Ma la paura più grande doveva ancora arrivare. Il terrore
più primordiale mi assalì quando iniziai a sentire muovere le spighe intorno a
me. Le sentivo spostarsi, come quando qualcosa di grosso le attraversa. Smisi persino
di piangere, ma non riuscivo a scappare. Quando sentii il pericolo incombere
vicinissimo, chiusi gli occhi e mi accucciai.
Sentivo ansimare. Sentivo toccarmi. Sentivo un muso ferale
farsi strada tra le mie braccia chiuse.
Aprii gli occhi. Era il pastore tedesco di mio zio. Oggi,
per quanto mi sforzi, non riesco a ricordarne il nome. Ma lo aveva, allora.
Mi tirai su, felice e sollevato. E lui, che sapeva
perfettamente cosa stava accadendo, iniziò a farmi strada verso casa. Camminava
avanti e poi si fermava, si voltava verso di me e mi aspettava. E io, gambette
corte e tutto, lo seguivo indefesso.
Impiegai parecchio a tornare a casa e, appena giunto, corsi
in cucina. Nessuno pareva essersi accorto della mia scomparsa, anche se ero
stato via qualche ora. Era abbastanza normale. Si aspettavano di vedermi a
pranzo e cena, per il resto ero libero (era prima che i bambini divenissero i
delicati e preziosissimi Fabergé che sono oggi).

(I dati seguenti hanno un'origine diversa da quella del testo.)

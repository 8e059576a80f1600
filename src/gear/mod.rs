//! Fishing gear: rods, leaders, flies, and their option catalogs.

#![allow(unused_imports)]

pub mod catalog;
pub mod types;

pub use catalog::*;
pub use types::*;
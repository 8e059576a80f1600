//! Shared constants and the injectable random source.

#![allow(unused_imports)]

pub mod constants;
pub mod rng;

pub use constants::*;
pub use rng::*;
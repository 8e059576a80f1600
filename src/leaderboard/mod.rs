//! Persistent ranking of every player who has landed a fish.

#![allow(unused_imports)]

pub mod ranking;
pub mod store;

pub use ranking::*;
pub use store::*;
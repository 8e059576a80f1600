//! Named fishing locations and what lives in them.

use std::fmt;

/// Land-generation family for a location.
#[derive(Debug, Clone, Copy, PartialEq, Eq, Hash)]
pub enum Archetype {
    Stream,
    River,
    Lake,
}

impl Archetype {
    /// Maps a location name onto an archetype by substring: "Stream" wins
    /// over "Lake", anything else is a river.
    pub fn from_location_name(name: &str) -> Archetype {
        if name.contains("Stream") {
            Archetype::Stream
        } else if name.contains("Lake") {
            Archetype::Lake
        } else {
            Archetype::River
        }
    }

    pub fn name(&self) -> &'static str {
        match self {
            Archetype::Stream => "stream",
            Archetype::River => "river",
            Archetype::Lake => "lake",
        }
    }
}

pub const MOUNTAIN_STREAM_SPECIES: [&str; 4] = [
    "Brook Trout",
    "Brown Trout",
    "Rainbow Trout",
    "Cutthroat Trout",
];
pub const RIVER_BEND_SPECIES: [&str; 4] = [
    "Brown Trout",
    "Rainbow Trout",
    "Smallmouth Bass",
    "Mountain Whitefish",
];
pub const ALPINE_LAKE_SPECIES: [&str; 4] = [
    "Lake Trout",
    "Golden Trout",
    "Arctic Grayling",
    "Brook Trout",
];
pub const COASTAL_ESTUARY_SPECIES: [&str; 4] = [
    "Striped Bass",
    "Sea-run Cutthroat",
    "Redfish",
    "Largemouth Bass",
];
pub const FALLBACK_SPECIES: [&str; 1] = ["Generic Fish"];

/// A place to fish. Unrecognised names still fish, with a generic species
/// table and an archetype taken from the name.
#[derive(Debug, Clone, PartialEq, Eq, Hash)]
pub enum Location {
    MountainStream,
    RiverBend,
    AlpineLake,
    CoastalEstuary,
    Other(String),
}

impl Location {
    pub const KNOWN: [Location; 4] = [
        Location::MountainStream,
        Location::RiverBend,
        Location::AlpineLake,
        Location::CoastalEstuary,
    ];

    /// Exact, case-insensitive match against the known names.
    pub fn from_name(name: &str) -> Location {
        let trimmed = name.trim();
        Location::KNOWN
            .into_iter()
            .find(|loc| loc.name().eq_ignore_ascii_case(trimmed))
            .unwrap_or_else(|| Location::Other(trimmed.to_string()))
    }

    pub fn name(&self) -> &str {
        match self {
            Location::MountainStream => "Mountain Stream",
            Location::RiverBend => "River Bend",
            Location::AlpineLake => "Alpine Lake",
            Location::CoastalEstuary => "Coastal Estuary",
            Location::Other(name) => name,
        }
    }

    pub fn archetype(&self) -> Archetype {
        Archetype::from_location_name(self.name())
    }

    pub fn species(&self) -> &'static [&'static str] {
        match self {
            Location::MountainStream => &MOUNTAIN_STREAM_SPECIES,
            Location::RiverBend => &RIVER_BEND_SPECIES,
            Location::AlpineLake => &ALPINE_LAKE_SPECIES,
            Location::CoastalEstuary => &COASTAL_ESTUARY_SPECIES,
            Location::Other(_) => &FALLBACK_SPECIES,
        }
    }
}

impl Default for Location {
    fn default() -> Self {
        Location::MountainStream
    }
}

impl fmt::Display for Location {
    fn fmt(&self, f: &mut fmt::Formatter<'_>) -> fmt::Result {
        f.write_str(self.name())
    }
}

Chiesi a mia zia della carne per il cane perché, le dissi, “dovevo
ricompensarlo per avermi salvato la vita”. Dissi proprio così. Lei non mi diede
nulla, ovviamente. Alla fine riuscii a mercanteggiare un vecchio osso di
prosciutto che era tenuto da parte per il brodo.
Scesi di nuovo nell’aia e il cane (davvero, pagherei per
ricordarne il nome, mi par di fargli un torto parlando di lui come il cane. Facciamo
che lo scrivo con la maiuscola, come Agnelli che era l’Avvocato). Il Cane, dicevo,
mi attendeva attento e con sguardo fiero e compiaciuto. Sapeva quello che aveva
fatto e sapeva di meritarsi qualcosa.
Ci sedemmo per terra, io guardavo lontano, cercando di
scorgere il mare, lui masticava il suo osso mentre lo tenevo abbracciato.
“A’ Ra’! Nun ce devi
de sta’ così vicino ar Cane, che è pieno de pulci! Lo devo fa’ desinfettà! Viè qua”.
Io guardai il Cane. Lui sollevò appena la testa e ricambiò
lo sguardo con aria palesemente colpevole. Le orecchie basse.
Le braccia di mio zio mi afferrarono e mi portarono verso la
stalla bassa, dove c’era la sistola. Mi lavò con il sapone disinfettate in polvere.
Quello che usava per le bestie. Mi brucia ancora.